§ Your task
Copy each line containing "configuration" from the listing below.

§ The input
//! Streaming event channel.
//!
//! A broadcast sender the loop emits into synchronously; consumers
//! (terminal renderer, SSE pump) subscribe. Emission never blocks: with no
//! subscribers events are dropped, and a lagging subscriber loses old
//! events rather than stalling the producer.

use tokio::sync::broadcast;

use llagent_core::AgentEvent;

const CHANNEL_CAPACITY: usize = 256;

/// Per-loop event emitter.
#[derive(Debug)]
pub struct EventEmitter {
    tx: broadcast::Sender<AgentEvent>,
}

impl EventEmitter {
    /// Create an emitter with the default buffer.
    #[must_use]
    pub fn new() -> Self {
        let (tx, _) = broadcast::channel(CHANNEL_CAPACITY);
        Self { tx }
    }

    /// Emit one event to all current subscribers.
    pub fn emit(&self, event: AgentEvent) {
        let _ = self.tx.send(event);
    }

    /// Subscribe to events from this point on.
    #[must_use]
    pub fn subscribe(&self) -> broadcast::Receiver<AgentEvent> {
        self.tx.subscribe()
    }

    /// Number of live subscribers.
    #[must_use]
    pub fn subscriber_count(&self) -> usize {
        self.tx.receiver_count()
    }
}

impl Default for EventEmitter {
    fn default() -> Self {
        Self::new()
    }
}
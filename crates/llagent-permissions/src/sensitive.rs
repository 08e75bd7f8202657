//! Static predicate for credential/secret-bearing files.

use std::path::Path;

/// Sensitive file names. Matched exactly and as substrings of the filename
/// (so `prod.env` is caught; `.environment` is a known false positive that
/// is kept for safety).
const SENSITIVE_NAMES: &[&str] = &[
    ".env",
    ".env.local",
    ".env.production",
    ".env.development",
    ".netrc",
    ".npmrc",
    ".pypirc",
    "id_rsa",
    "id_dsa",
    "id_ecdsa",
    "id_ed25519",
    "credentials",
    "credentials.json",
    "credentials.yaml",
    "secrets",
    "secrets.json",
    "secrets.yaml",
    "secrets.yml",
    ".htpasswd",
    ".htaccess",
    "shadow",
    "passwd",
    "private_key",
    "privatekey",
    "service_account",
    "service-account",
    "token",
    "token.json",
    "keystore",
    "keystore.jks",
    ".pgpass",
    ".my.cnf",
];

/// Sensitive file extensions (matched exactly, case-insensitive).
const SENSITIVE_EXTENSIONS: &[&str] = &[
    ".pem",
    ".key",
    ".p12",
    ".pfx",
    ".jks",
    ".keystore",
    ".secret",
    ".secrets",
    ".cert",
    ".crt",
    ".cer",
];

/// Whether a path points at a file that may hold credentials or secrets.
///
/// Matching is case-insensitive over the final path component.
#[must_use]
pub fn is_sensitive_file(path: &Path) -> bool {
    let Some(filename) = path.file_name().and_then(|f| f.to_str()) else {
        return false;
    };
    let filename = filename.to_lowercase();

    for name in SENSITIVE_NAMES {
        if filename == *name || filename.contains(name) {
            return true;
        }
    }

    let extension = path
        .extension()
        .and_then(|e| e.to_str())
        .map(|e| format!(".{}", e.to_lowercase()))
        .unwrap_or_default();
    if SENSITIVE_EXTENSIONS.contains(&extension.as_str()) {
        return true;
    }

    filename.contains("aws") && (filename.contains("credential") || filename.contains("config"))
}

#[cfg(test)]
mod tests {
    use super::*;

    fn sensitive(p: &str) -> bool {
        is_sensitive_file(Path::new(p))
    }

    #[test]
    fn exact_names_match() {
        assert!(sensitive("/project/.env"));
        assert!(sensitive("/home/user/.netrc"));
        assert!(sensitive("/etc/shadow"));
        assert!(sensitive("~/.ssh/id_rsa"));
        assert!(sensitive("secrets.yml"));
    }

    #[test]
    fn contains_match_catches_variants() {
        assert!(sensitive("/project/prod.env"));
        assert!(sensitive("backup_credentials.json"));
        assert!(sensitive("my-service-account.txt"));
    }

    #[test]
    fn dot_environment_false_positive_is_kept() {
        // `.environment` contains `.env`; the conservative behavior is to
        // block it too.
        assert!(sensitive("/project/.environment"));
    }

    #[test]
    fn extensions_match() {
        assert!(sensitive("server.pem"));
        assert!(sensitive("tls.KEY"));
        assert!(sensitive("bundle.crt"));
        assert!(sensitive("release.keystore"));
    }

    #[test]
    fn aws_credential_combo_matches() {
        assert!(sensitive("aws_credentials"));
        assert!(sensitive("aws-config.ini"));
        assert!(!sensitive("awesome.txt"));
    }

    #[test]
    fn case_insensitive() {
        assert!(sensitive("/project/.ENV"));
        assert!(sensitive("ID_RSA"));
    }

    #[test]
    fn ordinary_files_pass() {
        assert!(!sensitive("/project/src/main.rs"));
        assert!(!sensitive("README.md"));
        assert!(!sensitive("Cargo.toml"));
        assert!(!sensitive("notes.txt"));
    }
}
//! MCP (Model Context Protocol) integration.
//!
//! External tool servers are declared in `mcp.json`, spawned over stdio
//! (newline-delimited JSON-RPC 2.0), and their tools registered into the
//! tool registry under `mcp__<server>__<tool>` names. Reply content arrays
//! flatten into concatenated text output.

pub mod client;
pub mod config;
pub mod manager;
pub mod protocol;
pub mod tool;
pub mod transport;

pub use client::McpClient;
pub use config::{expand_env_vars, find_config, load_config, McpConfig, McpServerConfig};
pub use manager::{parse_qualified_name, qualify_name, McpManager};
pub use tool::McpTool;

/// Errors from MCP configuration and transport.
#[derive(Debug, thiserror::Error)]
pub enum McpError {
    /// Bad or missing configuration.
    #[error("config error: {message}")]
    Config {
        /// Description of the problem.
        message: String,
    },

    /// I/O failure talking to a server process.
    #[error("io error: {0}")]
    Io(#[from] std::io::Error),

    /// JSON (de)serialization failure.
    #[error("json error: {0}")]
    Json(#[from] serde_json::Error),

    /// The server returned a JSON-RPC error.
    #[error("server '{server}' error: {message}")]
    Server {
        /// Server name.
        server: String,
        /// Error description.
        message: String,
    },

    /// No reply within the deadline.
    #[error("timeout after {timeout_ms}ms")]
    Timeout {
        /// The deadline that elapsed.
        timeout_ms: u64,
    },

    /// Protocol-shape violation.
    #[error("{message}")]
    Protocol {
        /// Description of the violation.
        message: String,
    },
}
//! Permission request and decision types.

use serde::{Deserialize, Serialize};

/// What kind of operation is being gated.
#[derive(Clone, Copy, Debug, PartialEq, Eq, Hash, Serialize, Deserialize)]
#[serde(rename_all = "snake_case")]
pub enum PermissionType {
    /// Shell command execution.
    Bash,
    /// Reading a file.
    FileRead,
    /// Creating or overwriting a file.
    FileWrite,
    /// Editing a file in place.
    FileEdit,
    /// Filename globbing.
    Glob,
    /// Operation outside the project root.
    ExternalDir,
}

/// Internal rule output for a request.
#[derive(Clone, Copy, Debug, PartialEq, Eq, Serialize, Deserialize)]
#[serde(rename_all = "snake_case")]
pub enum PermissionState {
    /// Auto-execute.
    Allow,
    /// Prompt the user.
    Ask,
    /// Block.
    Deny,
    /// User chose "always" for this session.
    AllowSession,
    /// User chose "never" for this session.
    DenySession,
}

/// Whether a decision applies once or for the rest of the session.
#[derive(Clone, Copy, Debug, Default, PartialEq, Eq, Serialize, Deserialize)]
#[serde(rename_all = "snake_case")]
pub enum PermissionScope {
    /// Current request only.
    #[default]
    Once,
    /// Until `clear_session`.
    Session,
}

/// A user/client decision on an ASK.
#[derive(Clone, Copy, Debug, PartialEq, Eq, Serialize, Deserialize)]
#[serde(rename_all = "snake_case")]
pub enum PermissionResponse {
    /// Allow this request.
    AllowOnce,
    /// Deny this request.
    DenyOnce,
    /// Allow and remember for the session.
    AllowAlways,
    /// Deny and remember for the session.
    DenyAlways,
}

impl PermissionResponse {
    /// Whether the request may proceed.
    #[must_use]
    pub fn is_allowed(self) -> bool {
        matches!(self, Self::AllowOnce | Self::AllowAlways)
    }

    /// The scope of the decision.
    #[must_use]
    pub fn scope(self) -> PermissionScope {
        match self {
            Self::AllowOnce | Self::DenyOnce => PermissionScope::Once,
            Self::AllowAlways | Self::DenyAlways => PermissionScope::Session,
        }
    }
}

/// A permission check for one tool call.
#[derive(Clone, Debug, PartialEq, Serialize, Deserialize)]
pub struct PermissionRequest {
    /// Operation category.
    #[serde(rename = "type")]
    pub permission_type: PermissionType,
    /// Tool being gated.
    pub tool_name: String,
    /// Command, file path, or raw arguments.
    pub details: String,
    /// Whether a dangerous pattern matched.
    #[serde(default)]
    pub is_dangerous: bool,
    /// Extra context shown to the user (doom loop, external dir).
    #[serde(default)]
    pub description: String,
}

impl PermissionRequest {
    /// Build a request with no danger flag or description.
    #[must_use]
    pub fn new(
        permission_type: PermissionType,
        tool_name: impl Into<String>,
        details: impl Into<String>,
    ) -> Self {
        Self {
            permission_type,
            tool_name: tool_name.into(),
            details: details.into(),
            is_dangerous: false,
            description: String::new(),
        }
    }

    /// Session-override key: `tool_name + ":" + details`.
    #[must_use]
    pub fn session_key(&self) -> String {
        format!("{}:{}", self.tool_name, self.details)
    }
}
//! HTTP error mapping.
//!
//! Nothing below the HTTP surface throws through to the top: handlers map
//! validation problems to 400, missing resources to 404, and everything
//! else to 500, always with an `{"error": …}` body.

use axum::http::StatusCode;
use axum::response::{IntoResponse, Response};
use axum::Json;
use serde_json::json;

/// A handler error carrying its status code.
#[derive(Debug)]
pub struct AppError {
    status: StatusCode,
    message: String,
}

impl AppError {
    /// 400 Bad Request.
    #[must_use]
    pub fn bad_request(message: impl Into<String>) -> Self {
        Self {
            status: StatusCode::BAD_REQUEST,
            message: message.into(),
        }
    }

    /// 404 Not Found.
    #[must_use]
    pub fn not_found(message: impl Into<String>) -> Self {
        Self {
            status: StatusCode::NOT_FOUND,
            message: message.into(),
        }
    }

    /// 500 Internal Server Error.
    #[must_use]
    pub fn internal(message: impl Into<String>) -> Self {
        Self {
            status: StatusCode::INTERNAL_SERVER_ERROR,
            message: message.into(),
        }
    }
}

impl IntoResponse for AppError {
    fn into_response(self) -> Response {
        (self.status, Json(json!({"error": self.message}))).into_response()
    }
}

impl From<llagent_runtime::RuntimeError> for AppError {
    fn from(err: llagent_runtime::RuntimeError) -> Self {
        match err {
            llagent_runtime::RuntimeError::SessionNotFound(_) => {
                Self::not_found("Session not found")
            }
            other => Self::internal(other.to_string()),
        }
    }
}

§ Answer to the exercise
/// Errors from MCP configuration and transport.
    /// Bad or missing configuration.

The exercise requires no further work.